Berdasarkan Undang-Undang Penagihan Paksa dengan Surat Paksa Nomor 19 Tahun 2000, penyanderaan hanya dapat dilakukan apabila penanggung pajak mempunyai utang pajak di atas Rp. 100.000.000,- (seratus juta rupiah) dan diragukan itikad baiknya dalam melunasi utang pajak. Bagaimana mengukur itikad tidak baik penanggung pajak? Penanggung pajak dianggap tidak mempunyai itikad baik apabila:

  • Penanggung Pajak tidak merespon himbauan untuk melunasi utang pajak
  • Penanggung Pajak tidak menjelaskan/tidak bersedia melunasi utang pajak baik sekaligus maupun angsuran
  • Penanggung Pajak tidak bersedia menyerahkan hartanya untuk melunasi utang pajak
  • Penanggung Pajak akan meninggalkan Indonesia untuk selama-lamanya atau berniat untuk itu
  • Penanggung Pajak memindahtangankan barang yang dimiliki atau yang dikuasai dalam rangka menghentikan atau mengecilkan kegiatan perusahaan, atau pekerjaan yang dilakukanhya di IndonesiaPenanggung Pajak akan membubarkan badan usahanya atau menggabungkan usahanya, atau memekarkan usahanya, atau memindahtangankan perusahaan yang dimiliki atau dikuasainya, atau melakukan perubahan bentuk lainnya

Pelaksanaan penyanderaan hanya dapat dilakukan berdasarkan Surat Perintah Penyanderaan yang diterbitkan oleh Kantor Pelayanan Pajak seketika setelah diterimanya izin tertulis dari Menteri Keuangan yang dikirim melalui Direktur Pemeriksaan, Penyidikan dan Penagihan Pajak Kantor Pusat Direktorat Jenderal Pajak atau oleh Gubernur Kepala Daerah Tingkat I. Bila persyaratan di atas telah terpenuhi, penunggak pajak dapat disandera paling lama 6 (enam) bulan dan dapat diperpanjang selama 6 (enam) bulan lagi. Penyanderaan dilakukan dengan dititipkan di rumah tahanan negara (rutan) dan terpisah dari tahanan lain. Apabila penanggung pajak yang akan disandera tidak dapat ditemukan, bersembunyi atau melarikan diri, Jurusita Pajak melalui Kepala Kantor Pajak atau atasannya, dapat meminta bantuan Kepolisian atau Kejaksaan untuk menghadirkan Penanggung Pajak yang tidak dapat ditemukan tersebut. Namun demikian, penyanderaan tjdak boleh dilaksanakan apabila penanggung pajak sedang beribadah atau sedang mengikuti sidang resmi atau sedang mengikuti Pemilihan Umum.

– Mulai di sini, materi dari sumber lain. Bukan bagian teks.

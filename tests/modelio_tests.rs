use dae::modelio::{load_model, save_model};
use dae::{Adam, Config, DenoisingAutoencoder, Error};

fn config() -> Config {
    Config {
        max_trial: 30,
        adam: Adam {
            alpha: 0.01,
            ..Adam::default()
        },
        num_threads: Some(2),
        seed: 21,
        ..Config::default()
    }
}

#[test]
fn test_save_and_load() {
    let dir = tempfile::tempdir().unwrap();
    let path = dir.path().join("model.json");

    let clean = vec![vec![1.0, 0.0, 0.5], vec![0.0, 1.0, 0.5]];
    let noisy = vec![vec![0.9, 0.1, 0.4], vec![0.1, 0.8, 0.6]];
    let mut ae = DenoisingAutoencoder::with_config(3, 0.7, config()).unwrap();
    ae.learn(&clean, &noisy).unwrap();

    save_model(&path, &ae).unwrap();
    let loaded = load_model(&path, config()).unwrap();

    assert_eq!(loaded.current_middle_neuron_num(), ae.current_middle_neuron_num());
    for (a, b) in ae.middle_neurons().iter().zip(loaded.middle_neurons()) {
        assert_eq!(a.state(), b.state());
    }
    for (a, b) in ae.output_neurons().iter().zip(loaded.output_neurons()) {
        assert_eq!(a.state(), b.state());
    }
    for x in &noisy {
        assert_eq!(ae.out(x, false).unwrap(), loaded.out(x, false).unwrap());
    }
}

#[test]
fn test_resumed_training_continues_iterations() {
    let dir = tempfile::tempdir().unwrap();
    let path = dir.path().join("resume.json");

    let data = vec![vec![0.2, 0.8]];
    let mut ae = DenoisingAutoencoder::with_config(2, 0.5, config()).unwrap();
    let first = ae.learn(&data, &data).unwrap();
    save_model(&path, &ae).unwrap();

    let mut resumed = load_model(&path, config()).unwrap();
    let second = resumed.learn(&data, &data).unwrap();

    let expected = (first.trials + second.trials) as u64;
    assert!(resumed.output_neurons().iter().all(|n| n.iteration() == expected));
}

#[test]
fn test_load_missing_file() {
    let dir = tempfile::tempdir().unwrap();
    let result = load_model(dir.path().join("absent.json"), Config::default());
    assert!(matches!(result, Err(Error::Io(_))));
}

#[test]
fn test_load_garbage() {
    let dir = tempfile::tempdir().unwrap();
    let path = dir.path().join("garbage.json");
    std::fs::write(&path, b"bpat\x01not json").unwrap();

    assert!(matches!(
        load_model(&path, Config::default()),
        Err(Error::Serialization(_))
    ));
}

Penanggung pajak yang disandera dapat dilepas dari rumah tahanan Negara sebelum masa penyanderaannya berakhir apabila telah memenuhi persyaratan:

  • Utang pajak dan biaya penagihan pajak telah dibayar lunas;
  • Jangka waktu yang ditetapkan dalam Surat Perintah Penyanderaan telah habis;
  • Berdasarkan putusan pengadilan yang telah mempunyai kekuatan hukum tetap; atau
  • Berdasarkan pertimbangan tertentu dari Menteri Keuangan.

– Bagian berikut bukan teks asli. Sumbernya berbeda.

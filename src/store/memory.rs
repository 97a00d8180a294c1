use crate::error::Result;
use crate::models::{BookRecord, LibraryStats};
use crate::store::BookStore;
use async_trait::async_trait;
use std::cmp::Ordering;
use std::collections::HashMap;
use std::sync::RwLock;

/// In-memory catalog with the same query semantics as the SQLite store.
/// Used by tests and local development.
#[derive(Default)]
pub struct MemoryBookStore {
    books: RwLock<Vec<BookRecord>>,
    embeddings: RwLock<HashMap<i64, Vec<f32>>>,
}

impl MemoryBookStore {
    pub fn new(books: Vec<BookRecord>) -> Self {
        Self {
            books: RwLock::new(books),
            embeddings: RwLock::new(HashMap::new()),
        }
    }

    fn snapshot(&self) -> Vec<BookRecord> {
        self.books.read().map(|b| b.clone()).unwrap_or_default()
    }

    fn contains_ci(haystack: &str, needle: &str) -> bool {
        haystack.to_lowercase().contains(&needle.to_lowercase())
    }
}

#[async_trait]
impl BookStore for MemoryBookStore {
    async fn get_book(&self, id: i64) -> Result<Option<BookRecord>> {
        Ok(self.snapshot().into_iter().find(|b| b.id == id))
    }

    async fn all_books(&self, only_with_synopsis: bool) -> Result<Vec<BookRecord>> {
        let mut books = self.snapshot();
        if only_with_synopsis {
            books.retain(|b| b.has_synopsis());
        }
        books.sort_by_key(|b| b.id);
        Ok(books)
    }

    async fn popular_books(&self, top_k: usize) -> Result<Vec<BookRecord>> {
        let mut books = self.snapshot();
        books.retain(|b| b.rating >= 4.0);
        books.sort_by(|a, b| {
            b.rating
                .partial_cmp(&a.rating)
                .unwrap_or(Ordering::Equal)
                .then_with(|| b.date_added.cmp(&a.date_added))
        });
        books.truncate(top_k);
        Ok(books)
    }

    async fn books_by_genre_like(&self, genre: &str, top_k: usize) -> Result<Vec<BookRecord>> {
        let mut books = self.snapshot();
        books.retain(|b| Self::contains_ci(&b.genre, genre));
        books.sort_by(|a, b| b.rating.partial_cmp(&a.rating).unwrap_or(Ordering::Equal));
        books.truncate(top_k);
        Ok(books)
    }

    async fn search_books(
        &self,
        title: Option<&str>,
        author: Option<&str>,
        limit: usize,
    ) -> Result<Vec<BookRecord>> {
        let mut books = self.snapshot();
        if let Some(title) = title {
            books.retain(|b| Self::contains_ci(&b.title, title));
        }
        if let Some(author) = author {
            books.retain(|b| Self::contains_ci(&b.author, author));
        }
        books.truncate(limit);
        Ok(books)
    }

    async fn books_by_author(&self, author: &str, limit: usize) -> Result<Vec<BookRecord>> {
        let mut books = self.snapshot();
        books.retain(|b| Self::contains_ci(&b.author, author));
        books.sort_by(|a, b| b.rating.partial_cmp(&a.rating).unwrap_or(Ordering::Equal));
        books.truncate(limit);
        Ok(books)
    }

    async fn all_genres(&self) -> Result<Vec<String>> {
        let mut genres: Vec<String> = self
            .snapshot()
            .into_iter()
            .map(|b| b.genre)
            .filter(|g| !g.is_empty())
            .collect();
        genres.sort();
        genres.dedup();
        Ok(genres)
    }

    async fn library_stats(&self) -> Result<LibraryStats> {
        let books = self.snapshot();
        let rated: Vec<f32> = books
            .iter()
            .filter(|b| b.rating > 0.0)
            .map(|b| b.rating)
            .collect();
        let avg_rating = if rated.is_empty() {
            0.0
        } else {
            rated.iter().sum::<f32>() as f64 / rated.len() as f64
        };

        let mut genres: Vec<&str> = books
            .iter()
            .map(|b| b.genre.as_str())
            .filter(|g| !g.is_empty())
            .collect();
        genres.sort();
        genres.dedup();

        Ok(LibraryStats {
            total_books: books.len() as i64,
            total_genres: genres.len() as i64,
            avg_rating,
        })
    }

    async fn book_rating_by_title(&self, title: &str) -> Result<Option<f32>> {
        Ok(self
            .snapshot()
            .into_iter()
            .find(|b| Self::contains_ci(&b.title, title))
            .map(|b| b.rating))
    }

    async fn synopsis_by_title(&self, title: &str) -> Result<Option<String>> {
        Ok(self
            .snapshot()
            .into_iter()
            .find(|b| Self::contains_ci(&b.title, title) && b.has_synopsis())
            .map(|b| b.synopsis))
    }

    async fn update_genre(&self, id: i64, genre: &str) -> Result<()> {
        if let Ok(mut books) = self.books.write() {
            if let Some(book) = books.iter_mut().find(|b| b.id == id) {
                book.genre = genre.to_string();
            }
        }
        Ok(())
    }

    async fn put_embedding(&self, id: i64, embedding: &[f32]) -> Result<()> {
        if let Ok(mut map) = self.embeddings.write() {
            map.insert(id, embedding.to_vec());
        }
        Ok(())
    }

    async fn load_embeddings(&self) -> Result<HashMap<i64, Vec<f32>>> {
        Ok(self
            .embeddings
            .read()
            .map(|m| m.clone())
            .unwrap_or_default())
    }
}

Pertimbangan tertentu dari Menteri Keuangan tersebut di atas berupa Surat Rekomendasi/Surat Pemberitahuan Menteri Keuangan kepada Direktur Jenderal Pajak dengan mempertimbangkan hal-hal sebagai berikut:

  • Penanggung Pajak sudah membayar utang pajak 50% atau lebih dari jumlah utang pajak/sisa utang pajak, dan sisanya akan dilunasi dengan angsuran
  • Penanggung Pajak sanggup melunasi utang pajak dengan menyerahkan bank garansi
  • Penanggung Pajak sanggup melunasi utang pajak dengan menyerahkan harta kekayaannya yang sama nilainya dengan utang Pajak dan biaya penagihan pajak untuk ditindaklanjuti sesuai dengan ketentuan yang berlaku
  • Penanggung Pajak telah berumur 75 tahun atau lebih
  • Untuk kepentingan perekonomian negara dan kepentingan Umum.

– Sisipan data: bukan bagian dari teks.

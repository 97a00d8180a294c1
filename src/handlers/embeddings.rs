//! Embedding index maintenance, the slow path behind every similarity query.

use crate::{error::ApiError, services::RecommendationService};
use actix_web::{web, HttpResponse};
use log::info;

pub fn embeddings_config(cfg: &mut web::ServiceConfig) {
    cfg.service(web::resource("/embeddings/rebuild").route(web::post().to(rebuild_embeddings)));
}

/// Re-embed the whole catalog and swap in the fresh index. Unchanged books
/// hit the vector cache, so reruns after small catalog edits are cheap.
pub async fn rebuild_embeddings(
    service: web::Data<RecommendationService>,
) -> Result<HttpResponse, ApiError> {
    info!("Rebuilding the embedding index...");
    let indexed = service.rebuild_index().await?;

    Ok(HttpResponse::Ok().json(serde_json::json!({
        "status": "ok",
        "indexed": indexed,
        "timestamp": chrono::Utc::now().to_rfc3339(),
    })))
}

Terkait dengan upaya Gijzeling atau penyanderaan yang dilakukan oleh otoritas pajak di Indonesia.Hendaknya wajib pajak/penanggung pajak tidak memandang pajak dalam kacamata bisnis semata yaitu pajak dianggap sebagai beban atau biaya.Lebih dari itu,sebenarnya juga merupakan masalah hukum.Sehingga wajib pajak/penanggung pajak apabila berhadapan dengan pajak juga berhadapan dengan hukum.Pehamanan wajib pajak/penanggung pajak terhadap hal ini sekaligus memudahkan upaya penegakan hukum dibidang perpajakan.Anda masih mempunyai tunggakan pajak? Harap segera lunasi tunggakan pajak anda.